For example, no novel therapy based on AR has been successful in the treatment of sepsis in humans [10]–[12]. This may be explained by the finding that the genomic responses to different acute inflammatory stresses, including trauma, burns, and endotoxemia/sepsis are highly similar in humans; however, these responses are not reproduced in mouse models [32]. Among genes changed significantly in humans in these diseases, ‘the murine orthologs are close to random in matching their human counterparts’ [32]. Indeed, lethal toxicity to bacterial lipopolysaccharide varies almost 10,000-fold in different species [38]. Interestingly, of 120 essential human genes with mouse orthologs, 17 (22.5%) were nonessential in mice, suggesting that ‘it is possible that mouse models of a large number of human diseases will not yield sufficiently accurate information [36]’. Compatible with this, the ENCODE project suggests that over 80% of the genome is functionally important for gene expression; it is likely there are ‘critical sequence changes in the newly identified regulatory elements that drive functional differences between humans and other species [37]’. This may also explain ‘the specific organ biology [from lineage-specific gene expression switches] of various mammals [35]’. These, and other similar findings, suggest that a systems biology approach to the nonlinear complex chaotic dynamics of mammalian organisms in which responses are extremely sensitive to initial conditions (the genome and its epigenetic regulatory mechanisms) explains the lack of translation. By this explanation, in principle, AR findings will not predict human responses.

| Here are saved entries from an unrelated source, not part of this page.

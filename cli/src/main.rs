//! CLI for repo-fleet.
//!
//! Syncs local clones, reports drift and audits CI health across a GitHub
//! organization. Reports go to stdout, logs to stderr.

use clap::{Parser, Subcommand};
use repo_fleet::{CancelFlag, FleetConfig, ReportRenderer, Runner, RunnerError};
use std::io;
use std::num::NonZeroUsize;
use std::path::PathBuf;
use std::process::ExitCode;
use std::time::Duration;
use tracing::{error, warn};
use tracing_subscriber::{fmt, prelude::*, EnvFilter};

/// Repo Fleet - Keep local clones in sync and audit CI health on GitHub.
#[derive(Parser, Debug)]
#[command(author, version, about, long_about = None)]
struct Args {
    /// Path to the fleet config file. A missing file means defaults.
    #[arg(long, global = true, default_value = "fleet.toml")]
    config: PathBuf,

    /// Directory whose immediate subdirectories are the fleet.
    #[arg(long, global = true)]
    root: Option<PathBuf>,

    /// GitHub organization for `analyze` and `pages`.
    #[arg(long, global = true)]
    org: Option<String>,

    /// GitHub Personal Access Token.
    #[arg(long, global = true, env = "GITHUB_TOKEN", hide_env_values = true)]
    token: Option<String>,

    /// Process repositories concurrently.
    #[arg(long, global = true)]
    parallel: bool,

    /// Maximum concurrent units with `--parallel`.
    #[arg(long, global = true)]
    workers: Option<NonZeroUsize>,

    /// Timeout for each git invocation and API call, in seconds.
    #[arg(long, global = true, value_parser = clap::value_parser!(u64).range(1..))]
    timeout_secs: Option<u64>,

    #[command(subcommand)]
    command: Command,
}

#[derive(Subcommand, Debug)]
enum Command {
    /// Fetch and integrate every repository under the root.
    Sync {
        /// List the repositories without running git.
        #[arg(long)]
        dry_run: bool,
    },

    /// Report uncommitted and untracked changes.
    Check,

    /// Tally recent failed workflow runs per category.
    Analyze {
        /// Only categories whose name contains this text (case-insensitive).
        #[arg(long)]
        workflow: Option<String>,
    },

    /// Find repositories with a Pages workflow but Pages disabled.
    Pages,
}

#[tokio::main]
async fn main() -> ExitCode {
    // octocrab's TLS stack needs a process-level provider before any client is built
    let _ = rustls::crypto::aws_lc_rs::default_provider().install_default();
    init_tracing();
    let args = Args::parse();

    match run(args).await {
        Ok(report) => {
            print!("{report}");
            ExitCode::SUCCESS
        }
        Err(e) => {
            error!(error = %e, "Critical failure");
            ExitCode::from(2)
        }
    }
}

/// Initializes tracing with environment filter support.
///
/// Sets up the global tracing subscriber with:
/// - Compact log formatting on stderr (stdout carries the report)
/// - Log level filtering via `RUST_LOG` env var (defaults to "info")
fn init_tracing() {
    tracing_subscriber::registry()
        .with(
            fmt::layer()
                .compact()
                .with_target(false)
                .with_writer(io::stderr),
        )
        .with(EnvFilter::try_from_default_env().unwrap_or_else(|_| EnvFilter::new("info")))
        .init();
}

/// Merges flags over the config file.
fn resolve_config(args: &Args) -> Result<FleetConfig, RunnerError> {
    let mut config = FleetConfig::load(&args.config)?;
    if let Some(root) = &args.root {
        config = config.with_root(root.clone());
    }
    if let Some(org) = &args.org {
        config = config.with_org(org.clone());
    }
    if let Some(workers) = args.workers {
        config = config.with_workers(workers);
    }
    if let Some(secs) = args.timeout_secs {
        config = config.with_timeout(Duration::from_secs(secs));
    }
    Ok(config.with_token(args.token.clone()))
}

/// Stops scheduling new units on the first Ctrl-C.
fn cancel_on_ctrl_c() -> CancelFlag {
    let cancel = CancelFlag::new();
    let flag = cancel.clone();
    tokio::spawn(async move {
        if tokio::signal::ctrl_c().await.is_ok() {
            warn!("Interrupted, finishing in-flight work");
            flag.cancel();
        }
    });
    cancel
}

/// Main execution logic.
async fn run(args: Args) -> Result<String, RunnerError> {
    let config = resolve_config(&args)?;
    let runner = Runner::new(config, args.parallel, cancel_on_ctrl_c());
    let renderer = ReportRenderer::new()?;

    let report = match &args.command {
        Command::Sync { dry_run } => renderer.render_sync(&runner.sync(*dry_run).await?)?,
        Command::Check => renderer.render_check(&runner.check().await?)?,
        Command::Analyze { workflow } => {
            renderer.render_analysis(&runner.analyze(workflow.as_deref()).await?)?
        }
        Command::Pages => renderer.render_pages(&runner.pages().await?)?,
    };
    Ok(report)
}

#[cfg(test)]
mod tests {
    use super::*;
    use std::fs;
    use tempfile::TempDir;

    fn args(root: &TempDir, command: &[&str]) -> Args {
        let root = root.path().to_string_lossy().into_owned();
        let config = root.clone() + "/fleet.toml";
        let mut argv = vec!["fleet", "--config", config.as_str(), "--root", root.as_str()];
        argv.extend_from_slice(command);
        Args::parse_from(argv)
    }

    #[tokio::test]
    async fn check_runs_on_an_empty_fleet() {
        let root = TempDir::new().unwrap();

        let report = run(args(&root, &["check"])).await.unwrap();

        assert_eq!(report, "All repositories are clean!\n");
    }

    #[tokio::test]
    async fn dry_run_sync_lists_repositories() {
        let root = TempDir::new().unwrap();
        fs::create_dir_all(root.path().join("api/.git")).unwrap();

        let report = run(args(&root, &["sync", "--dry-run"])).await.unwrap();

        assert_eq!(
            report,
            "api: - (dry run)\nSynced: 0, Failed: 0, Skipped: 1\n"
        );
    }

    #[tokio::test]
    async fn pages_without_an_org_is_a_critical_failure() {
        let root = TempDir::new().unwrap();

        let result = run(args(&root, &["pages"])).await;

        assert!(matches!(result, Err(RunnerError::MissingOrg)));
    }
}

One step in settling this debate in critical care AR is to determine the most current methodological quality of the relevant AR. To address this, we aimed to determine the reported methodological quality in critical care AR published in the year 2012. We find that the reported methodological quality of AR published in three high-impact critical care journals during 6 months of the year 2012 was poor, potentially contributing to the poor translation rate to human medicine.

Methods

Ethics statement

The University of Alberta Health Research Ethics Board waived the requirement for review because the study involved only publicly available data.

We reviewed all consecutive AR published in three prominent critical care journals (Critical Care Medicine, Intensive Care Medicine, and American Journal of Respiratory and Critical Care Medicine) during 6 months of the year 2012 to determine the reporting of a priori-determined methodological quality factors. There were no restrictions other than that the study reported an AR experiment, defined as a procedure for collecting scientific data on the response to an intervention in a systematic way to maximize the chance of answering a question correctly or to provide material for the generation of new hypotheses [26]. Both authors hand-searched and screened the titles and abstracts of all publications in the three journals over the 6 months, and if possibly a report of an AR experiment, the full text was reviewed. If there was any doubt about the inclusion, this was discussed among the two authors to achieve consensus. A data collection form and instruction manual (see Additional files 1 and 2) were created based on published Canadian, US, and UK recommendations for reporting AR [28]–[31]. These guidelines were used as they are comprehensive, well referenced, readily available, and based upon literature review. For example, the ARRIVE guidelines were developed to improve the quality of reporting AR and are endorsed by over 100 journals from all over the world [28]. Data were obtained for factors important to methodological quality. We also reviewed these publications to determine the reporting of a priori-determined ethical quality factors and have reported this elsewhere [39]. From inception, we considered the ethical and methodological quality as separate issues and decided that reporting them separately was needed to adequately report each issue and discuss its implications.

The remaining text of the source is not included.